Data items:
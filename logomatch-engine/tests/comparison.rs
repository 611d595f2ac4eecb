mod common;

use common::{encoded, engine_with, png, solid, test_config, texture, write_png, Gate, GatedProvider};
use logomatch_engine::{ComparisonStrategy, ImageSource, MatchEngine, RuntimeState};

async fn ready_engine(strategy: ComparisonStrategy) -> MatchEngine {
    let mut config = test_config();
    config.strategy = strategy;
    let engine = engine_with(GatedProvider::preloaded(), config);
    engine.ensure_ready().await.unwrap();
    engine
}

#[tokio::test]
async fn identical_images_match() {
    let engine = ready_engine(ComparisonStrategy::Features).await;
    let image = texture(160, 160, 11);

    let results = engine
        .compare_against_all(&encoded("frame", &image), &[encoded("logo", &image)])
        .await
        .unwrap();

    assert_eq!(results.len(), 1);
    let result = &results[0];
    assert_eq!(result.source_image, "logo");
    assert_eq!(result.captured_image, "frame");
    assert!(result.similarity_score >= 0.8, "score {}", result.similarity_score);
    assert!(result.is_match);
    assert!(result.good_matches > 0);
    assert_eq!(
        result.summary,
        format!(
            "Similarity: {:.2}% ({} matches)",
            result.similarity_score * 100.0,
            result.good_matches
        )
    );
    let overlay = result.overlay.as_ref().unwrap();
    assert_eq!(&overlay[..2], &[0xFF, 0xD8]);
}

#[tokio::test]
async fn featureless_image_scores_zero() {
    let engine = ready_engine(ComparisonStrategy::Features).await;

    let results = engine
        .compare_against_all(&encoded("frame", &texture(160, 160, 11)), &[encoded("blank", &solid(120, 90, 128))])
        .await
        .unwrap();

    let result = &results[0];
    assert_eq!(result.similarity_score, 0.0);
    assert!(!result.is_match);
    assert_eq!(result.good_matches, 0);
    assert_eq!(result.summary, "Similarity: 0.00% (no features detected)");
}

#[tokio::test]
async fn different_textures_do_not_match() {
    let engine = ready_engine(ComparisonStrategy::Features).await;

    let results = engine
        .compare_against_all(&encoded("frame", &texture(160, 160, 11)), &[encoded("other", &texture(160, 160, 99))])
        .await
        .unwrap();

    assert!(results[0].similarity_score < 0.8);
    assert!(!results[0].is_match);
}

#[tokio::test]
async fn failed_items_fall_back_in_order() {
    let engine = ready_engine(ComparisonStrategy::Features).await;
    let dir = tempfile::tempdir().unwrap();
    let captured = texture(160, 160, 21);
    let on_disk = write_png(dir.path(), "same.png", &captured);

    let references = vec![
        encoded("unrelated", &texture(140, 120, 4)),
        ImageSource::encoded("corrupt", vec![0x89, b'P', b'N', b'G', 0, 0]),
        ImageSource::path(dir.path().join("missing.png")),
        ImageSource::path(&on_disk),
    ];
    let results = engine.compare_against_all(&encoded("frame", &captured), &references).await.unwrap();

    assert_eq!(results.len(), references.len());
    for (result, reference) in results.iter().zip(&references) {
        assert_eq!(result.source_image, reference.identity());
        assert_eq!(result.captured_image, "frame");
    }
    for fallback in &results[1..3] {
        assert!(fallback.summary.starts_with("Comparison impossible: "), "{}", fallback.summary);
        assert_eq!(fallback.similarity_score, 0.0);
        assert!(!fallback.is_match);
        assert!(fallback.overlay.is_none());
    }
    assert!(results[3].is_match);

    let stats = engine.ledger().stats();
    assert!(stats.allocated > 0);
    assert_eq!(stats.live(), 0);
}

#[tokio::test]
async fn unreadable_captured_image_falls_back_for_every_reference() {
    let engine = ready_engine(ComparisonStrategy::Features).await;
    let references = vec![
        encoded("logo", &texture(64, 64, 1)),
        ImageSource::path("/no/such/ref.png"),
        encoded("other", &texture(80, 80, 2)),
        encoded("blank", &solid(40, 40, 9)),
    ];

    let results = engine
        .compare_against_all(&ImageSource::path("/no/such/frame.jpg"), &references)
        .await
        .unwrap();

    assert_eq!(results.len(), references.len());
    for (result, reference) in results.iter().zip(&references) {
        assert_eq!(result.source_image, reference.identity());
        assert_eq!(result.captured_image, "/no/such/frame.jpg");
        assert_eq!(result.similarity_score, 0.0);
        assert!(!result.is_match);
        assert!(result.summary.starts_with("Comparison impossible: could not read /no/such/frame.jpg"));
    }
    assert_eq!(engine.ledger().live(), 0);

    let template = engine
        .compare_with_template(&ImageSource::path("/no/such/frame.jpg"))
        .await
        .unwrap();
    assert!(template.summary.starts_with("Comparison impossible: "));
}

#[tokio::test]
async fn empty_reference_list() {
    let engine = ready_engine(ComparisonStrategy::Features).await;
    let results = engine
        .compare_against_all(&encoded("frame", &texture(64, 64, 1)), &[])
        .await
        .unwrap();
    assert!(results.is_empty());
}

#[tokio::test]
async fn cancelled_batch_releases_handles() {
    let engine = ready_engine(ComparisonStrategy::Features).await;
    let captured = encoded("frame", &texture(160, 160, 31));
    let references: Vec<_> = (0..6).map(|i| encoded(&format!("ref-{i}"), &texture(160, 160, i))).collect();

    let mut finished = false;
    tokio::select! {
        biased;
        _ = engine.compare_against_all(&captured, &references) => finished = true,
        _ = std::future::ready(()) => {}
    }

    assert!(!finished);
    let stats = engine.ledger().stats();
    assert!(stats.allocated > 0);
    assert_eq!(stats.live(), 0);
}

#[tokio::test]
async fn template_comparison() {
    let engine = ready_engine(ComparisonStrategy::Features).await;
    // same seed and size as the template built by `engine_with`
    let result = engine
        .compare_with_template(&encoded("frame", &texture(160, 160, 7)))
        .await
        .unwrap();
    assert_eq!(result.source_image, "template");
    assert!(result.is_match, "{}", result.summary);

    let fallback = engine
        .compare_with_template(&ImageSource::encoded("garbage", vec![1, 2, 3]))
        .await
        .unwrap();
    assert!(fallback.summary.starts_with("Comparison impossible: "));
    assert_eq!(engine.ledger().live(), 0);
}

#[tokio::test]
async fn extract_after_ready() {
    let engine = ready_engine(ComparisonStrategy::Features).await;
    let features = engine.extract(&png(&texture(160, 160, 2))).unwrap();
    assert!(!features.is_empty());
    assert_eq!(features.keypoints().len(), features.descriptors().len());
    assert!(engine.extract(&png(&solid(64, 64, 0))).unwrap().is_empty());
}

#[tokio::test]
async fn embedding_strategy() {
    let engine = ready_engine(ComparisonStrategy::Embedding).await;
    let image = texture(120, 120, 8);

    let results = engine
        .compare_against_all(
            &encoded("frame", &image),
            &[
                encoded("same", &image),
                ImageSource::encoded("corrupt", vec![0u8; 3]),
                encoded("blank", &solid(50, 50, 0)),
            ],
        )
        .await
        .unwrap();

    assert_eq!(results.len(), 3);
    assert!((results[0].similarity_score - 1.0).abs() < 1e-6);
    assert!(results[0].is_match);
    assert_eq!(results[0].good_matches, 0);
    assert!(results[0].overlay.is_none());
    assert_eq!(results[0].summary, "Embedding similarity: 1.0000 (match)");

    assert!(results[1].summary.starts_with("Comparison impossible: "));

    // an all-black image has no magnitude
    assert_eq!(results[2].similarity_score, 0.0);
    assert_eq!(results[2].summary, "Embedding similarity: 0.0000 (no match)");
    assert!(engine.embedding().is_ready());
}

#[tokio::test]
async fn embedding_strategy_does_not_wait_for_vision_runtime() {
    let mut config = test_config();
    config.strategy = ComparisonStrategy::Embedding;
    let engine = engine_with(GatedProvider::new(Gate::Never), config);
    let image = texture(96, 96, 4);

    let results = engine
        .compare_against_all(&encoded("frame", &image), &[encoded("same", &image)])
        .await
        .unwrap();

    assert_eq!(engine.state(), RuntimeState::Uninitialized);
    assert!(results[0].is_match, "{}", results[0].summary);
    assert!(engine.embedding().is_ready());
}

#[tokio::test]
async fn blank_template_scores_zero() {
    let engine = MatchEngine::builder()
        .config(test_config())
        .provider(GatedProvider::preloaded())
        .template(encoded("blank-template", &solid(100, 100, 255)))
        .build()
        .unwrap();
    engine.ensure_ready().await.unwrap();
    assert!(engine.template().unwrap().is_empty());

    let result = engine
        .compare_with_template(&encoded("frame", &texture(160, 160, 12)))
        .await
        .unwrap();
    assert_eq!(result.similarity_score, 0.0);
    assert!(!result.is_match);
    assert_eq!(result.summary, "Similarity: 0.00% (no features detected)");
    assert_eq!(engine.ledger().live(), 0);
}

◆ The task ◆
Starting at the line that contains "assert_eq!(engine.state(), RuntimeState::Uninitialized);", retype every line through the end of the records exactly, and nothing else.

◆ Answer to this task ◆
    assert_eq!(engine.state(), RuntimeState::Uninitialized);
    assert!(results[0].is_match, "{}", results[0].summary);
    assert!(engine.embedding().is_ready());
}

#[tokio::test]
async fn blank_template_scores_zero() {
    let engine = MatchEngine::builder()
        .config(test_config())
        .provider(GatedProvider::preloaded())
        .template(encoded("blank-template", &solid(100, 100, 255)))
        .build()
        .unwrap();
    engine.ensure_ready().await.unwrap();
    assert!(engine.template().unwrap().is_empty());

    let result = engine
        .compare_with_template(&encoded("frame", &texture(160, 160, 12)))
        .await
        .unwrap();
    assert_eq!(result.similarity_score, 0.0);
    assert!(!result.is_match);
    assert_eq!(result.summary, "Similarity: 0.00% (no features detected)");
    assert_eq!(engine.ledger().live(), 0);
}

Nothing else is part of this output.